# Combo limité à 4X ???



## a.k (2 Décembre 2002)

Dans un article récent du site  MaxFixIt , on peut lire ces quelques phrases :

*iBook 800 MHz CD-RW will not write at maximum speed; Workaround* 

_A large group of users are reporting that the CD-RW drives included with some of the newly shipping 2002 iBook models (officially referred to by Apple as the Opaque iBook 16 VRAM, and iBook 32 VRAM) are not capable of burning discs at full speed. Michael Kummer writes:_ 
_"On my new iBook 800 Mhz/12.1" LCD with a Sony combo drive, I am unable to burn CDs with more speed than 4x, not the promised 16x - under Toast the entries more than 4x are greyed out."_ 
_There are two flavors of combination DVD/CD-RW drives included with the new iBooks: a Sony CRX 820e and the Toshiba SD-R2212. Both drives are advertised to write CD-R discs at 16x speed, and CD-RW discs at 8x speed._ 
_The problem seems to affect both drive models, disallowing Toast to burn at any speed higher than 4x, in either CD-R or CD-RW mode.
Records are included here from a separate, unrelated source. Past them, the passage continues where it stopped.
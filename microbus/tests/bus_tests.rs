/*
 * Copyright (c) 2024. Govcraft
 *
 * Licensed under either of
 *   * Apache License, Version 2.0 (the "License");
 *     you may not use this file except in compliance with the License.
 *     You may obtain a copy of the License at http://www.apache.org/licenses/LICENSE-2.0
 *   * MIT license: http://opensource.org/licenses/MIT
 *
 * Unless required by applicable law or agreed to in writing, software
 * distributed under the License is distributed on an "AS IS" BASIS,
 * WITHOUT WARRANTIES OR CONDITIONS OF ANY KIND, either express or implied.
 * See the applicable License for the specific language governing permissions and
 * limitations under that License.
 */

use std::collections::HashMap;
use std::time::Duration;

use microbus::prelude::*;
use microbus_test::prelude::*;
use tracing::info;

use crate::setup::*;

mod setup;

fn quiet_config() -> BusConfig {
    let mut config = BusConfig::default();
    config.behavior.announce_lifecycle = false;
    config
}

#[bus_test]
async fn test_ping_pong() -> anyhow::Result<()> {
    initialize_tracing();
    let runtime = BusApp::launch_with_config(quiet_config());
    let mut echo = runtime.new_worker::<Echo>("echo");
    Echo::initialize(&mut echo);
    echo.after_stop(|worker| {
        assert_eq!(worker.model.answered, 2, "echo should have answered twice");
        Reaction::ready()
    });
    let echo = echo.start().await;

    let first = runtime.bus().send_event(Ping).expect("echo subscribed");
    assert_eq!(first.get().await?, "pong");
    info!("first ping answered");

    // a single-subscriber rotation keeps choosing the same worker
    let second = runtime.bus().send_event(Ping).expect("echo subscribed");
    assert_eq!(second.get_timeout(Duration::from_secs(1)).await?, "pong");
    assert!(first.is_done() && second.is_done());
    assert_ne!(first.event_id(), second.event_id());

    echo.stop().await?;
    Ok(())
}

#[bus_test]
async fn test_ping_pong_between_workers() -> anyhow::Result<()> {
    initialize_tracing();
    let runtime = BusApp::launch_with_config(quiet_config());
    runtime.spawn_service::<Echo>("echo").await;

    // a second worker asks from inside its own startup hook
    let mut asker = runtime.new_worker::<Echo>("asker");
    let (resolver, heard) = Outcome::<String>::pending();
    let resolver = std::sync::Arc::new(resolver);
    asker.after_start(move |worker| {
        let outcome = worker.send_event(Ping);
        let resolver = resolver.clone();
        async move {
            if let Some(outcome) = outcome {
                if let Ok(reply) = outcome.get().await {
                    resolver.resolve(reply);
                }
            }
        }
    });
    asker.start().await;

    assert_eq!(heard.get_timeout(Duration::from_secs(2)).await?, "pong");
    runtime.shutdown_all().await?;
    Ok(())
}

#[bus_test]
async fn test_round_robin_across_workers() -> anyhow::Result<()> {
    initialize_tracing();
    let runtime = BusApp::launch_with_config(quiet_config());
    let mut ids = Vec::new();
    for name in ["first", "second", "third"] {
        let mut worker = runtime.new_worker::<Echo>(name);
        worker.on_event::<WhoAreYou>(|worker, ctx| {
            ctx.complete(worker.id().clone());
            Reaction::ready()
        });
        ids.push(worker.id().clone());
        worker.start().await;
    }

    let mut served: HashMap<WorkerId, usize> = HashMap::new();
    let mut order = Vec::new();
    for _ in 0..9 {
        let who = runtime
            .bus()
            .send_event(WhoAreYou)
            .expect("three subscribers")
            .get()
            .await?;
        order.push(who.clone());
        *served.entry(who).or_default() += 1;
    }

    for id in &ids {
        assert_eq!(served.get(id), Some(&3), "{id} should have served three events");
    }
    // subscription order is the dispatch order
    assert_eq!(&order[..3], &ids[..]);
    assert_eq!(&order[3..6], &ids[..]);

    runtime.shutdown_all().await?;
    Ok(())
}

#[bus_test]
async fn test_broadcast_reaches_every_subscriber() -> anyhow::Result<()> {
    initialize_tracing();
    let runtime = BusApp::launch_with_config(quiet_config());

    let mut handles = Vec::new();
    for n in 0..3 {
        let mut counter = runtime.new_worker::<Counter>(format!("counter-{n}"));
        Counter::initialize(&mut counter);
        counter.after_stop(|worker| {
            assert_eq!(worker.model.ticks, 5, "every tick should arrive");
            Reaction::ready()
        });
        handles.push(counter.start().await);
    }
    // subscribed to nothing; broadcasts must not reach it
    runtime.spawn_service::<Echo>("bystander").await;

    for n in 0..5 {
        assert_eq!(runtime.bus().send_broadcast(Tick { n }), 3);
    }

    // inboxes are FIFO: once each counter has answered an Add queued behind the
    // ticks, every tick has been handled
    for _ in &handles {
        runtime.bus().send_event(Add { amount: 0 }).expect("counters").get().await?;
    }

    runtime.shutdown_all().await?;
    Ok(())
}

#[bus_test]
async fn test_async_reactions_complete_in_order() -> anyhow::Result<()> {
    initialize_tracing();
    let runtime = BusApp::launch_with_config(quiet_config());
    runtime.spawn_service::<Counter>("counter").await;

    let outcomes: Vec<_> = (1..=4)
        .map(|amount| runtime.bus().send_event(Add { amount }).expect("counter"))
        .collect();

    let mut totals = Vec::new();
    for outcome in outcomes {
        totals.push(outcome.get().await?);
    }
    assert_eq!(totals, vec![1, 3, 6, 10]);

    runtime.shutdown_all().await?;
    Ok(())
}

#[bus_test]
async fn test_unserved_event_returns_none() -> anyhow::Result<()> {
    initialize_tracing();
    let runtime = BusApp::launch_with_config(quiet_config());
    assert!(runtime.bus().send_event(Ping).is_none());

    let echo = runtime.spawn_service::<Echo>("echo").await;
    echo.stop().await?;
    assert!(runtime.bus().send_event(Ping).is_none());
    assert_eq!(runtime.bus().registered_count(), 0);
    Ok(())
}

#[bus_test]
async fn test_stopped_handler_abandons_pending_events() -> anyhow::Result<()> {
    initialize_tracing();
    let runtime = BusApp::launch_with_config(quiet_config());

    // never completes what it receives
    let mut sink = runtime.new_worker::<Echo>("sink");
    sink.on_event::<Ping>(|_, _| Reaction::ready());
    let sink = sink.start().await;

    let outcome = runtime.bus().send_event(Ping).expect("sink subscribed");
    let id = outcome.event_id().expect("routed");
    sink.stop().await?;

    assert_eq!(outcome.get().await, Err(BusError::Abandoned));
    assert!(!runtime.bus().complete::<Ping>(id, "late".to_string()));
    assert_eq!(runtime.bus().in_flight_count(), 0);
    Ok(())
}
/*
 * Copyright (c) 2024. Govcraft
 *
 * Licensed under either of
 *   * Apache License, Version 2.0 (the "License");
 *     you may not use this file except in compliance with the License.
 *     You may obtain a copy of the License at http://www.apache.org/licenses/LICENSE-2.0
 *   * MIT license: http://opensource.org/licenses/MIT
 *
 * Unless required by applicable law or agreed to in writing, software
 * distributed under the License is distributed on an "AS IS" BASIS,
 * WITHOUT WARRANTIES OR CONDITIONS OF ANY KIND, either express or implied.
 * See the applicable License for the specific language governing permissions and
 * limitations under that License.
 */
use std::time::SystemTime;

use crate::common::MessageBus;
use crate::message::EventId;
use crate::traits::{Broadcast, Event};

/// What an event reaction receives: the event, its identity and a way to complete it.
///
/// Completing through the context is equivalent to calling
/// [`MessageBus::complete`] with [`EventContext::id`].
#[derive(Debug, Clone)]
pub struct EventContext<E: Event> {
    pub(crate) event: E,
    pub(crate) id: EventId,
    pub(crate) timestamp: SystemTime,
    pub(crate) bus: MessageBus,
}

impl<E: Event> EventContext<E> {
    /// The event being handled.
    #[inline]
    pub const fn event(&self) -> &E {
        &self.event
    }

    /// The identity the bus assigned to this event when it was routed.
    #[inline]
    pub const fn id(&self) -> EventId {
        self.id
    }

    /// When the sender created the event.
    #[inline]
    pub const fn timestamp(&self) -> SystemTime {
        self.timestamp
    }

    /// Resolves the sender's [`Outcome`](crate::common::Outcome) with `reply`.
    ///
    /// Returns `false` if the event had already been completed, in which case the
    /// sender keeps the first reply.
    pub fn complete(&self, reply: E::Reply) -> bool {
        self.bus.complete::<E>(self.id, reply)
    }
}

/// What a broadcast reaction receives.
#[derive(Debug, Clone)]
pub struct BroadcastContext<B: Broadcast> {
    pub(crate) broadcast: B,
    pub(crate) timestamp: SystemTime,
}

impl<B: Broadcast> BroadcastContext<B> {
    /// The broadcast being handled.
    #[inline]
    pub const fn broadcast(&self) -> &B {
        &self.broadcast
    }

    /// When the sender created the broadcast.
    #[inline]
    pub const fn timestamp(&self) -> SystemTime {
        self.timestamp
    }
}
Disc read speeds do not seem to be affected._ 

*UPDATE:* _We have confirmed a workaround that applies to at least some iBooks. MacFixIt reader Jason found:_ 
_"It is all a matter of when and how you insert the disc. If I insert the CD at the last minute and then hit record while the drive is still spinning up, I can select the 16X speed in Toast. Otherwise, I am limited to 4X."_ 
_Apparently, inserting the media only a few seconds before pressing "Burn" bypasses the media speed check in Toast, and allows the burn speed to be set at 8X and 16X instead of the 4X speed, to which a number of new iBook owners are limited.
_ 
_Feedback on this issue? Drop us a line at ]late-breakers@macfixit.com._mailto:late-breakers@macfixit.com.[/i 

Si certains ne parlaient pas anglais, çà veut dire que plusieurs utilisateurs témoignent qu'ils ne peuvent pas graver à plus de 4X (au lieu de 16X) avec leur combo inclus dans les tous nouveaux iBooks en utilisant Toast. Ils précisent néanmoins que s'ils insère le cd vièrge juste avant d'appuyer sur le bouton "Graver", ils arrivent à graver en 16X.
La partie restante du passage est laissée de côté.